On a Friday afternoon in November 1995, while Sufian Miah was circling a four-story building in the eastern Bangladeshi city of Sylhet, he finally caught sight of his girlfriend for the first time in more than four weeks.
It had been a traumatic month for the British-born son of Bangladeshi immigrant parents. His girlfriend, Shipa, had been whisked out of Britain just three days before her 18th birthday to be married off to her cousin in Bangladesh, a country she had left when she was barely a year old.
The abduction came as a complete surprise to Miah, a London-based community youth activist who had been dating Shipa for several years.
Shipa's family had earlier accepted a marriage proposal put forth in the "correct way" by Miah's family, and the young Briton was unaware that her parents had no intention of actually allowing their daughter to marry a man of her choice.
On the morning of Oct. 12, 1995, Shipa was whisked to a cousin's place near Heathrow Airport, then flown to Bangladesh. She was not informed about her family's plans for her future until just a few hours before boarding the plane.
While the idea of a forced marriage may seem medieval, it is still common practice in many parts of the world. And many of these unwilling brides see death as the only way out.
‘My Family Was Selling Me …’
In the western Afghan city of Herat, there have been reports of an alarming rise in the number of women dousing themselves with fuel and setting themselves on fire in order to avoid unwanted marriages.

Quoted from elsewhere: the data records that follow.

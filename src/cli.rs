//! CLI struct definitions for the workgate command-line interface.
//!
//! All clap-derived types live here. Dispatch lives in `lib.rs`.

use clap::{Parser, Subcommand};
use std::path::PathBuf;

#[derive(Parser, Debug)]
#[clap(
    name = "workgate",
    version = env!("CARGO_PKG_VERSION"),
    about = "Workgate is a synchronous workflow-enforcement engine that agent hosts call before each action to keep workspaces clean, commits issue-linked, and new work gated on hygiene."
)]
pub(crate) struct Cli {
    /// Debug logging to stderr (overrides WORKGATE_LOG).
    #[clap(long, short = 'v', global = true)]
    pub verbose: bool,
    #[clap(subcommand)]
    pub command: Command,
}

#[derive(clap::Args, Debug)]
pub(crate) struct EvaluateCli {
    /// Action kind: 'shell-command', 'file-edit' or 'user-message'.
    #[clap(long, default_value = "shell-command")]
    pub kind: String,
    /// Command line, file path or message.
    #[clap(long)]
    pub text: String,
    /// The user message behind a tool action.
    #[clap(long)]
    pub context: Option<String>,
    /// Force the work type: 'maintenance' or 'new-work'.
    #[clap(long = "override")]
    pub override_intent: Option<String>,
    /// Escalation session id.
    #[clap(long)]
    pub session: Option<String>,
    /// Working directory to evaluate in (defaults to the current directory).
    #[clap(long)]
    pub cwd: Option<PathBuf>,
    /// Output format: 'text' or 'json'.
    #[clap(long, default_value = "text")]
    pub format: String,
}

#[derive(clap::Args, Debug)]
pub(crate) struct TextCli {
    /// Text to inspect.
    #[clap(required = true, trailing_var_arg = true, allow_hyphen_values = true)]
    pub text: Vec<String>,
    #[clap(long)]
    pub cwd: Option<PathBuf>,
    /// Output format: 'text' or 'json'.
    #[clap(long, default_value = "text")]
    pub format: String,
}

#[derive(clap::Args, Debug)]
pub(crate) struct StatusCli {
    #[clap(long)]
    pub cwd: Option<PathBuf>,
    /// Output format: 'text' or 'json'.
    #[clap(long, default_value = "text")]
    pub format: String,
}

#[derive(clap::Args, Debug)]
pub(crate) struct ServeCli {
    /// Default working directory for requests that carry no `cwd`.
    #[clap(long)]
    pub cwd: Option<PathBuf>,
}

#[derive(Subcommand, Debug)]
pub(crate) enum ConfigCommand {
    /// Print the resolved configuration.
    Show {
        /// Output format: 'toml' or 'json'.
        #[clap(long, default_value = "toml")]
        format: String,
    },
    /// Validate configuration layers; exits 1 when any layer was rejected.
    Check,
}

#[derive(clap::Args, Debug)]
pub(crate) struct ConfigCli {
    #[clap(long)]
    pub cwd: Option<PathBuf>,
    #[clap(subcommand)]
    pub command: ConfigCommand,
}

#[derive(Subcommand, Debug)]
pub(crate) enum Command {
    /// Evaluate one action and print the decision. Exits 2 on BLOCK.
    Evaluate(EvaluateCli),
    /// Host hook adapter: reads one event payload from stdin.
    Hook,
    /// JSON-lines service on stdin/stdout.
    Serve(ServeCli),
    /// Classify a shell command.
    Classify(TextCli),
    /// Analyze the intent of a message.
    Intent(TextCli),
    /// Show the workspace snapshot the engine sees.
    Status(StatusCli),
    /// Inspect configuration.
    Config(ConfigCli),
}
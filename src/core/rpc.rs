//! JSON-lines request/response envelopes for `workgate serve`.
//!
//! One request per line on stdin, one response per line on stdout:
//!
//! ```json
//! {"id":"1","op":"evaluate","params":{"kind":"shell-command","text":"ls","cwd":"/repo"}}
//! {"id":"1","success":true,"result":{...}}
//! ```

use serde::{Deserialize, Serialize};

#[derive(Debug, Clone, Deserialize, Serialize)]
pub struct RpcRequest {
    pub op: String,
    #[serde(default)]
    pub params: serde_json::Value,
    /// Echoed back on the response.
    #[serde(default = "default_request_id")]
    pub id: String,
    /// Escalation session; actions without their own `session_id` use it.
    #[serde(default)]
    pub session: Option<String>,
}

pub fn default_request_id() -> String {
    ulid::Ulid::new().to_string()
}

#[derive(Debug, Clone, Deserialize, Serialize)]
pub struct RpcResponse {
    pub id: String,
    pub success: bool,
    #[serde(skip_serializing_if = "Option::is_none")]
    pub result: Option<serde_json::Value>,
    #[serde(skip_serializing_if = "Option::is_none")]
    pub error: Option<RpcError>,
}

#[derive(Debug, Clone, Deserialize, Serialize)]
pub struct RpcError {
    /// Stable machine-readable code, e.g. `invalid_request`, `unknown_op`.
    pub code: String,
    pub message: String,
}

impl RpcResponse {
    pub fn ok(id: impl Into<String>, result: serde_json::Value) -> Self {
        Self {
            id: id.into(),
            success: true,
            result: Some(result),
            error: None,
        }
    }

    pub fn err(id: impl Into<String>, code: &str, message: impl Into<String>) -> Self {
        Self {
            id: id.into(),
            success: false,
            result: None,
            error: Some(RpcError {
                code: code.to_string(),
                message: message.into(),
            }),
        }
    }
}
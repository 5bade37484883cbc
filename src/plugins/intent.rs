//! Intent analyzer.
//!
//! Scores a natural-language message against the maintenance and new-work
//! pattern sets. Each set scores `distinct matches / set size`; the category
//! is the set with the strictly higher score, provided it reached
//! `min_matches`. When both sets match, the winner must also dominate the
//! loser by `dominance_ratio`, otherwise the result is ambiguous.

use crate::core::config::{PatternSpec, WorkgateConfig};
use crate::core::error::WorkgateError;
use crate::core::output::truncate_bytes;
use crate::core::workspace::WorkspaceState;
use regex::{Regex, RegexBuilder};
use serde::{Deserialize, Serialize};
use std::time::{Duration, Instant};

/// Longest message prefix that is analyzed.
pub const MAX_MESSAGE_BYTES: usize = 16 * 1024;

#[derive(Debug, Clone, Copy, PartialEq, Eq, Hash, Serialize, Deserialize)]
#[serde(rename_all = "kebab-case")]
pub enum IntentCategory {
    Maintenance,
    NewWork,
    Ambiguous,
}

impl IntentCategory {
    pub fn as_str(self) -> &'static str {
        match self {
            Self::Maintenance => "maintenance",
            Self::NewWork => "new-work",
            Self::Ambiguous => "ambiguous",
        }
    }

    /// Parse an explicit work-type override (`maintenance`, `new-work`).
    pub fn parse_override(raw: &str) -> Option<Self> {
        match raw.trim().to_ascii_lowercase().replace('_', "-").as_str() {
            "maintenance" | "fix" | "bugfix" => Some(Self::Maintenance),
            "new-work" | "new" | "feature" => Some(Self::NewWork),
            _ => None,
        }
    }

    /// Override flag written into a message: `--force-new-work` or
    /// `--force-maintenance`. New work wins when both appear.
    pub fn from_flags(text: &str) -> Option<Self> {
        let mut found = None;
        for word in text.split_whitespace() {
            match word.trim_matches(|c: char| matches!(c, '`' | '"' | '\'' | ',' | '.')) {
                "--force-new-work" => return Some(Self::NewWork),
                "--force-maintenance" => found = Some(Self::Maintenance),
                _ => {}
            }
        }
        found
    }
}

/// Where an intent came from.
#[derive(Debug, Clone, Copy, PartialEq, Eq, Serialize, Deserialize)]
#[serde(rename_all = "kebab-case")]
pub enum IntentSource {
    /// Analyzed from the message that accompanied the action.
    Message,
    /// Analyzed earlier in this working directory and reused.
    Remembered,
    /// Forced by the caller.
    Override,
    /// Nothing to analyze.
    None,
}

#[derive(Debug, Clone, PartialEq, Serialize, Deserialize)]
pub struct IntentResult {
    pub category: IntentCategory,
    pub confidence: f64,
    pub matched_patterns: Vec<String>,
    pub source: IntentSource,
    #[serde(default, skip_serializing_if = "Vec::is_empty")]
    pub signals: Vec<String>,
}

impl IntentResult {
    pub fn overridden(category: IntentCategory) -> Self {
        Self {
            category,
            confidence: 1.0,
            matched_patterns: Vec::new(),
            source: IntentSource::Override,
            signals: vec!["explicit override".to_string()],
        }
    }

    pub fn unknown() -> Self {
        Self {
            category: IntentCategory::Ambiguous,
            confidence: 0.0,
            matched_patterns: Vec::new(),
            source: IntentSource::None,
            signals: Vec::new(),
        }
    }

    /// Mark a reused result. An explicit override stays an override.
    pub fn remembered(mut self) -> Self {
        if self.source != IntentSource::Override {
            self.source = IntentSource::Remembered;
        }
        self
    }
}

struct PatternSet {
    ids: Vec<String>,
    regexes: Vec<Regex>,
}

impl PatternSet {
    fn compile(set: &str, specs: &[PatternSpec]) -> Result<Self, WorkgateError> {
        let mut ids = Vec::with_capacity(specs.len());
        let mut regexes = Vec::with_capacity(specs.len());
        for spec in specs {
            let re = RegexBuilder::new(spec.pattern())
                .case_insensitive(true)
                .build()
                .map_err(|e| {
                    WorkgateError::ValidationError(format!("{} pattern '{}': {}", set, spec.id(), e))
                })?;
            ids.push(spec.id().to_string());
            regexes.push(re);
        }
        Ok(Self { ids, regexes })
    }

    fn len(&self) -> usize {
        self.regexes.len()
    }
}

pub struct IntentAnalyzer {
    maintenance: PatternSet,
    new_work: PatternSet,
    min_matches: usize,
    dominance_ratio: f64,
    budget: Duration,
}

impl IntentAnalyzer {
    pub fn from_config(config: &WorkgateConfig) -> Result<Self, WorkgateError> {
        Ok(Self {
            maintenance: PatternSet::compile("maintenance", &config.intent.maintenance)?,
            new_work: PatternSet::compile("new_work", &config.intent.new_work)?,
            min_matches: config.intent.min_matches.max(1),
            dominance_ratio: config.intent.dominance_ratio.max(1.0),
            budget: config.analysis_budget(),
        })
    }

    pub fn with_budget(mut self, budget: Duration) -> Self {
        self.budget = budget;
        self
    }

    pub fn analyze(
        &self,
        message: &str,
        workspace: &WorkspaceState,
    ) -> Result<IntentResult, WorkgateError> {
        let deadline = Instant::now() + self.budget;
        let text = truncate_bytes(message, MAX_MESSAGE_BYTES);

        let maintenance = self.matches(&self.maintenance, text, deadline)?;
        let new_work = self.matches(&self.new_work, text, deadline)?;

        let m_score = normalized(maintenance.len(), self.maintenance.len());
        let n_score = normalized(new_work.len(), self.new_work.len());

        let (category, confidence) = self.pick(maintenance.len(), m_score, new_work.len(), n_score);

        let mut signals = Vec::new();
        if !maintenance.is_empty() && !new_work.is_empty() {
            signals.push(format!(
                "both sets matched (maintenance {:.3}, new-work {:.3})",
                m_score, n_score
            ));
        }
        match workspace.is_dirty() {
            Some(false) => signals.push("workspace is clean".to_string()),
            Some(true) => signals.push(format!(
                "workspace has {} uncommitted change(s)",
                workspace.changed_file_paths().len()
            )),
            None => signals.push("workspace status unknown".to_string()),
        }
        if let Some(issue) = workspace.issue_number() {
            signals.push(format!("branch references issue #{}", issue));
        }

        let mut matched_patterns = maintenance;
        matched_patterns.extend(new_work);
        tracing::debug!(
            category = category.as_str(),
            confidence,
            matched = ?matched_patterns,
            "intent analyzed"
        );

        Ok(IntentResult {
            category,
            confidence,
            matched_patterns,
            source: IntentSource::Message,
            signals,
        })
    }

    fn matches(
        &self,
        set: &PatternSet,
        text: &str,
        deadline: Instant,
    ) -> Result<Vec<String>, WorkgateError> {
        let mut hits = Vec::new();
        for (id, re) in set.ids.iter().zip(&set.regexes) {
            if Instant::now() >= deadline {
                return Err(WorkgateError::IntentAnalysisTimeout(
                    self.budget.as_millis() as u64,
                ));
            }
            if re.is_match(text) && !hits.contains(id) {
                hits.push(id.clone());
            }
        }
        Ok(hits)
    }

    fn pick(
        &self,
        m_hits: usize,
        m_score: f64,
        n_hits: usize,
        n_score: f64,
    ) -> (IntentCategory, f64) {
        let m_ok = m_hits >= self.min_matches;
        let n_ok = n_hits >= self.min_matches;
        let best = m_score.max(n_score);

        // Equal scores never pick a side.
        if m_score == n_score {
            return (IntentCategory::Ambiguous, best);
        }
        let (winner, winner_ok, winner_score, loser_score) = if m_score > n_score {
            (IntentCategory::Maintenance, m_ok, m_score, n_score)
        } else {
            (IntentCategory::NewWork, n_ok, n_score, m_score)
        };
        if !winner_ok {
            return (IntentCategory::Ambiguous, best);
        }
        if loser_score > 0.0 && winner_score < loser_score * self.dominance_ratio {
            return (IntentCategory::Ambiguous, best);
        }
        (winner, winner_score)
    }
}

fn normalized(hits: usize, set_size: usize) -> f64 {
    if set_size == 0 {
        0.0
    } else {
        hits as f64 / set_size as f64
    }
}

In July, Herat TV interviewed a 19-year-old Afghan woman called Shakiba from a hospital bed. She told reporters she burned herself because her family had sold her to a 28-year-old man for $10,000 as a second wife.
"My family was selling me and I didn't know what else to do," a severely burned Shakiba told a television reporter at the Herat Public Hospital.
In the absence of any state or nongovernmental services that she was aware of, Shakiba decided her only recourse was to commit suicide by an age-old method — she chose an incendiary death over the prospect of living with her new husband's first wife.
Shakiba's ghastly experience created a stir, with Herat governor and controversial Afghan warlord Ismail Khan even making a highly publicized visit to the hospital.
But the attention came too late. Weeks after she was transferred to a hospital in neighboring Iran for better medical treatment, Shakiba succumbed to her burns, joining an untold number of Afghan women whose options seem to include a range of ways to die, but not, apparently, to live.
Hard to Document
Estimates of self-immolations in Afghanistan are hard to come by, especially in the largely lawless northern and southern regions.